Une objection revient toujours : taxer l’automatisation freinerait l’innovation. Mais une CVAA bien pensée ne viserait pas l’investissement technologique lui-même. Elle viserait les gains nets issus de la substitution du travail humain. Une entreprise qui utilise l’IA pour aider ses salariés, améliorer leurs conditions de travail ou réduire les tâches pénibles ne devrait pas être pénalisée. Il faut distinguer l’automatisation augmentative, qui renforce le travail humain, de l’automatisation substitutive, qui le remplace. Le but n’est pas de ralentir le progrès technique, mais d’éviter qu’il serve uniquement à réduire la masse salariale et à concentrer les profits. Faire cotiser l’automatisation, c’est aussi une question de souveraineté. Une partie croissante de la valeur produite en France dépend de logiciels, de plateformes, de clouds, de systèmes d’IA et d’infrastructures numériques contrôlés par de grands groupes internationaux. Sans mécanisme de contribution adapté, la France risque de devenir un territoire d’extraction de données, de travail et de valeur, sans récupérer une part suffisante de cette richesse pour financer son modèle social. Les algorithmes ne naissent pas dans le vide. Ils reposent sur des infrastructures publiques, des travailleurs formés, des données produites par la société, des marchés solvables, une stabilité institutionnelle, un droit, une énergie, des réseaux. Il n’y a donc rien d’illégitime à demander que cette valeur retourne en partie vers le collectif.
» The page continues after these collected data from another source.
//! In-memory tabular dataset loaded from CSV.
//!
//! The whole file is read at once; the validator assumes the dataset fits in
//! memory. Cells are kept as raw strings and each column gets an inferred
//! storage type.

mod cell;
mod table;

use std::path::{Path, PathBuf};
use thiserror::Error;

pub use cell::{is_null, parse_bool, parse_float, parse_int};
pub use table::{Column, ColumnType, Table};

/// Errors while loading the dataset. All of them abort validation.
#[derive(Debug, Error)]
pub enum DatasetError {
    #[error("Missing required file: {}", .0.display())]
    Missing(PathBuf),
    #[error("read dataset {}: {source}", .path.display())]
    Csv {
        path: PathBuf,
        #[source]
        source: csv::Error,
    },
    #[error("{}: line {line} has {found} fields, header has {expected}", .path.display())]
    Ragged {
        path: PathBuf,
        line: u64,
        expected: usize,
        found: usize,
    },
}

/// Load the dataset at `path`. A missing file is a precondition failure.
pub fn load(path: &Path) -> Result<Table, DatasetError> {
    if !path.is_file() {
        return Err(DatasetError::Missing(path.to_path_buf()));
    }
    let table = Table::from_csv_path(path)?;
    tracing::info!(
        "loaded {} rows x {} columns from {}",
        table.row_count(),
        table.column_count(),
        path.display()
    );
    Ok(table)
}
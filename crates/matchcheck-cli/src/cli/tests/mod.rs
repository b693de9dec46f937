//! CLI parse tests.

use super::{Cli, CliCommand, OutputFormat};
use clap::Parser;
use std::path::PathBuf;

fn parse(args: &[&str]) -> CliCommand {
    let cli = Cli::try_parse_from(args).unwrap();
    cli.command
}

#[test]
fn cli_parse_checksums_generate() {
    match parse(&["matchcheck", "checksums"]) {
        CliCommand::Checksums { check } => assert!(!check),
        _ => panic!("expected Checksums"),
    }
}

#[test]
fn cli_parse_checksums_check() {
    match parse(&["matchcheck", "checksums", "--check"]) {
        CliCommand::Checksums { check } => assert!(check),
        _ => panic!("expected Checksums with --check"),
    }
}

#[test]
fn cli_parse_validate_defaults_to_text() {
    match parse(&["matchcheck", "validate"]) {
        CliCommand::Validate { format } => assert_eq!(format, OutputFormat::Text),
        _ => panic!("expected Validate"),
    }
}

#[test]
fn cli_parse_validate_json() {
    match parse(&["matchcheck", "validate", "--format", "json"]) {
        CliCommand::Validate { format } => assert_eq!(format, OutputFormat::Json),
        _ => panic!("expected Validate with --format json"),
    }
}

#[test]
fn cli_parse_global_root_and_config() {
    let cli = Cli::try_parse_from([
        "matchcheck",
        "checksums",
        "--root",
        "/srv/football",
        "--config",
        "/etc/matchcheck.toml",
    ])
    .unwrap();
    assert_eq!(cli.root, Some(PathBuf::from("/srv/football")));
    assert_eq!(cli.config, Some(PathBuf::from("/etc/matchcheck.toml")));
    assert!(matches!(cli.command, CliCommand::Checksums { check: false }));
}

#[test]
fn cli_parse_completions() {
    match parse(&["matchcheck", "completions", "bash"]) {
        CliCommand::Completions { shell } => assert_eq!(shell, clap_complete::Shell::Bash),
        _ => panic!("expected Completions"),
    }
}

#[test]
fn cli_rejects_unknown_flag() {
    assert!(Cli::try_parse_from(["matchcheck", "validate", "--fix"]).is_err());
}

#[test]
fn cli_definition_is_consistent() {
    use clap::CommandFactory;
    Cli::command().debug_assert();
}
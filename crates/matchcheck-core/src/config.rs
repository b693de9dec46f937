use anyhow::{Context, Result};
use serde::{Deserialize, Serialize};
use std::fs;
use std::path::{Path, PathBuf};

use crate::checksum::DEFAULT_CHUNK_SIZE;
use crate::validate::Schema;

/// Column lists override (optional `[schema]` section in config.toml).
/// Any list left out keeps the built-in football schema.
#[derive(Debug, Clone, Default, Serialize, Deserialize)]
pub struct SchemaConfig {
    #[serde(default)]
    pub expected_columns: Option<Vec<String>>,
    #[serde(default)]
    pub integer_columns: Option<Vec<String>>,
    #[serde(default)]
    pub score_columns: Option<Vec<String>>,
}

/// Global configuration loaded from `~/.config/matchcheck/config.toml`.
///
/// Paths are relative to the project root passed on the command line.
#[derive(Debug, Clone, Serialize, Deserialize)]
pub struct MatchcheckConfig {
    /// Directory whose files are covered by the checksum ledger.
    pub data_dir: PathBuf,
    /// Ledger file written by `checksums` and read by `checksums --check`.
    pub ledger_file: PathBuf,
    /// CSV dataset checked by `validate`.
    pub dataset_file: PathBuf,
    /// Read buffer size in bytes used while hashing.
    pub chunk_size: usize,
    /// How many mismatched paths to show when verification fails.
    pub mismatch_sample: usize,
    /// Optional column list overrides; if missing, the football schema is used.
    #[serde(default)]
    pub schema: Option<SchemaConfig>,
}

impl Default for MatchcheckConfig {
    fn default() -> Self {
        Self {
            data_dir: PathBuf::from("data"),
            ledger_file: PathBuf::from("checksums.sha256"),
            dataset_file: PathBuf::from("data/football_matches_2024_2025.csv"),
            chunk_size: DEFAULT_CHUNK_SIZE,
            mismatch_sample: 5,
            schema: None,
        }
    }
}

impl MatchcheckConfig {
    /// Build the validator schema, applying any overrides on top of the default.
    pub fn schema(&self) -> Schema {
        let mut schema = Schema::default();
        if let Some(over) = &self.schema {
            if let Some(cols) = &over.expected_columns {
                schema.expected_columns = cols.clone();
            }
            if let Some(cols) = &over.integer_columns {
                schema.integer_columns = cols.clone();
            }
            if let Some(cols) = &over.score_columns {
                schema.score_columns = cols.clone();
            }
        }
        schema
    }
}

pub fn config_path() -> Result<PathBuf> {
    let xdg_dirs = xdg::BaseDirectories::with_prefix("matchcheck")?;
    Ok(xdg_dirs.place_config_file("config.toml")?)
}

/// Load configuration from disk, creating a default file if none exists.
pub fn load_or_init() -> Result<MatchcheckConfig> {
    let path = config_path()?;
    if !path.exists() {
        let default_cfg = MatchcheckConfig::default();
        let toml = toml::to_string_pretty(&default_cfg)?;
        if let Some(parent) = path.parent() {
            fs::create_dir_all(parent)?;
        }
        fs::write(&path, toml)?;
        tracing::info!("created default config at {}", path.display());
        return Ok(default_cfg);
    }
    load_from_path(&path)
}

/// Load configuration from an explicit file. Missing file is an error.
pub fn load_from_path(path: &Path) -> Result<MatchcheckConfig> {
    let data =
        fs::read_to_string(path).with_context(|| format!("read config: {}", path.display()))?;
    let cfg: MatchcheckConfig =
        toml::from_str(&data).with_context(|| format!("parse config: {}", path.display()))?;
    Ok(cfg)
}
//! CLI for the matchcheck data-integrity tools.

mod commands;

use anyhow::{Context, Result};
use clap::{Parser, Subcommand, ValueEnum};
use matchcheck_core::config::{self, MatchcheckConfig};
use std::io;
use std::path::{Path, PathBuf};

use commands::{run_checksums, run_completions, run_man, run_validate};

/// Top-level CLI for matchcheck.
#[derive(Debug, Parser)]
#[command(name = "matchcheck")]
#[command(about = "matchcheck: checksum ledger and dataset validator for football match data", long_about = None)]
pub struct Cli {
    /// Project root holding the data directory and the ledger (default: current directory).
    #[arg(long, global = true, value_name = "DIR")]
    pub root: Option<PathBuf>,

    /// Read configuration from FILE instead of ~/.config/matchcheck/config.toml.
    #[arg(long, global = true, value_name = "FILE")]
    pub config: Option<PathBuf>,

    #[command(subcommand)]
    pub command: CliCommand,
}

/// Report rendering for `validate`.
#[derive(Debug, Clone, Copy, PartialEq, Eq, Default, ValueEnum)]
pub enum OutputFormat {
    #[default]
    Text,
    Json,
}

#[derive(Debug, Subcommand)]
pub enum CliCommand {
    /// Write the checksum ledger for every file under the data directory.
    Checksums {
        /// Verify the ledger against current files instead of writing it.
        #[arg(long)]
        check: bool,
    },

    /// Validate the match dataset: schema, column types and derived fields.
    Validate {
        /// Output format for the report.
        #[arg(long, value_enum, default_value_t = OutputFormat::Text)]
        format: OutputFormat,
    },

    /// Print shell completions to stdout.
    Completions {
        /// Target shell.
        shell: clap_complete::Shell,
    },

    /// Print the man page to stdout.
    Man,
}

fn load_config(explicit: Option<&Path>) -> Result<MatchcheckConfig> {
    match explicit {
        Some(path) => config::load_from_path(path),
        None => config::load_or_init(),
    }
}

impl CliCommand {
    /// Parse arguments and run. Returns Ok(false) when a check failed.
    pub fn run_from_args() -> Result<bool> {
        let cli = Cli::parse();
        let mut stdout = io::stdout().lock();

        match cli.command {
            CliCommand::Completions { shell } => {
                run_completions(shell, &mut stdout);
                Ok(true)
            }
            CliCommand::Man => {
                run_man(&mut stdout)?;
                Ok(true)
            }
            CliCommand::Checksums { check } => {
                let (root, cfg) = setup(cli.root, cli.config.as_deref())?;
                run_checksums(&root, &cfg, check, &mut stdout)
            }
            CliCommand::Validate { format } => {
                let (root, cfg) = setup(cli.root, cli.config.as_deref())?;
                run_validate(&root, &cfg, format, &mut stdout)
            }
        }
    }
}

fn setup(root: Option<PathBuf>, config: Option<&Path>) -> Result<(PathBuf, MatchcheckConfig)> {
    let cfg = load_config(config)?;
    tracing::debug!("loaded config: {:?}", cfg);
    let root = match root {
        Some(r) => r,
        None => std::env::current_dir().context("current directory")?,
    };
    Ok((root, cfg))
}

#[cfg(test)]
mod tests;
La question n’est pas de savoir s’il faut accepter ou refuser l’automatisation. Elle est déjà là. La vraie question est politique : qui bénéficiera des gains qu’elle produit ? Si ces gains se concentrent dans quelques entreprises, l’automatisation deviendra une machine à fragiliser l’État social. Si, au contraire, une partie de cette richesse finance les retraites, la santé, le chômage, la formation et les reconversions, elle peut devenir un levier de progrès collectif. La France a su inventer la Sécurité sociale dans un monde dominé par le salariat industriel. Elle doit maintenant inventer une nouvelle étape : une solidarité capable d’intégrer les machines, les logiciels et l’intelligence artificielle dans le financement du bien commun. Car le problème n’est pas que les robots travaillent. Le problème, c’est qu’aujourd’hui, ils ne cotisent pas.